Ada Lovelace Institute questions legality of facial recognition in UK

Deployments of biometric technologies, such as facial recognition and emotion recognition, may not be lawful in the UK, according to a new study from the Ada Lovelace Institute. The independent research organization also says that the UK is in “urgent” need of an alternative approach to governing biometrics and proposes a risk-based rulebook similar to the EU’s AI Act.
The UK currently lacks a unified regulation governing biometric systems, instead relying on a patchwork of different legislation. This makes it difficult to understand whether their deployments are happening under a “sufficient legal framework,” the London-based organization argues.
The report specifically mentions live facial recognition (LTR), which has been used by law enforcement agencies to capture criminals at public spaces. Other applications are even less regulated, including private sector surveillance such as retail and police use of retrospective facial recognition, the report notes.
“Oversight and guidance for all other biometric technologies and deployment types […] is significantly less mature than existing guidance for LFR, making such deployments even less likely to be lawful,” says the paper, published on Thursday.
The Institute also notes that the country “urgently” needs an alternative approach to governing biometrics and outlines recommendations to improve the biometrics regulatory framework, including the establishment of a single regulatory body.
LTR on shaky legal grounds
Biometric systems have been popping up across the country, including in supermarkets, schools, music venues and sporting events. Aside from facial recognition, Brits are currently seeing a new generation of invasive inferential biometric technology such as emotion recognition. UK’s railway company Network Rail, for instance, has used Amazon’s emotion recognition at train stations despite dubious scientific evidence about its efficiency.

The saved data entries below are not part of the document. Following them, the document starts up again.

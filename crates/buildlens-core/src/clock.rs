//! Elapsed compile time across one or many build targets.

use std::collections::HashMap;

use crate::domain::BuildOutcome;

/// Per-reporter memory of each target's last end timestamp.
///
/// When only some targets of a multi-target build were rebuilt, the
/// unchanged ones report the same end timestamp as before and contribute 0,
/// so the reported time is the real rebuild time.
#[derive(Debug, Clone, Default)]
pub struct CompileClock {
    previous_end_times: HashMap<usize, u64>,
}

impl CompileClock {
    pub fn new() -> Self {
        Self::default()
    }

    /// Elapsed milliseconds for this outcome, recording end timestamps.
    pub fn elapsed_ms(&mut self, outcome: &BuildOutcome) -> u64 {
        match outcome {
            BuildOutcome::Single(stats) => stats.elapsed_ms(),
            BuildOutcome::Multi { stats } => {
                let elapsed = stats
                    .iter()
                    .enumerate()
                    .map(|(index, child)| {
                        let previous = self.previous_end_times.insert(index, child.end_time);
                        if previous == Some(child.end_time) {
                            0
                        } else {
                            child.elapsed_ms()
                        }
                    })
                    .max()
                    .unwrap_or(0);
                // Targets beyond the current count no longer exist.
                self.previous_end_times.retain(|index, _| *index < stats.len());
                elapsed
            }
        }
    }
}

Live facial recognition has been one of the most controversial applications. According to a legal analysis by the Ada Lovelace Institute, guidance and standards issued by police bodies do not fully cover the mandatory practices related to LTR set out by the courts.
In 2020, the UK Court of Appeal Civil Division ruled that the way that the South Wales Police used real-time facial recognition is unlawful under the European Convention on Human Rights (ECHR)’s rules on privacy and freedom of assembly. The case was brought by Edward Bridges, who was recorded by facial recognition cameras in Cardiff in 2017 and 2018, including while attending a public protest.
The court also set a list of mandatory standards and practices for police use of LFR. However, when the Ada Lovelace Institute compared the 2020 Bridges ruling against the College of Policing’s Live Facial Recognition Guidance and the Metropolitan Police Service Overt LFR Policy Document, it found that the police guidelines are lacking.
“These pieces of guidance address some but not all of the mandatory practices outlined in the Bridges ruling making the lawfulness of current LFR use unclear – particularly newer deployment types such as permanent LFR camera installations,” says the report.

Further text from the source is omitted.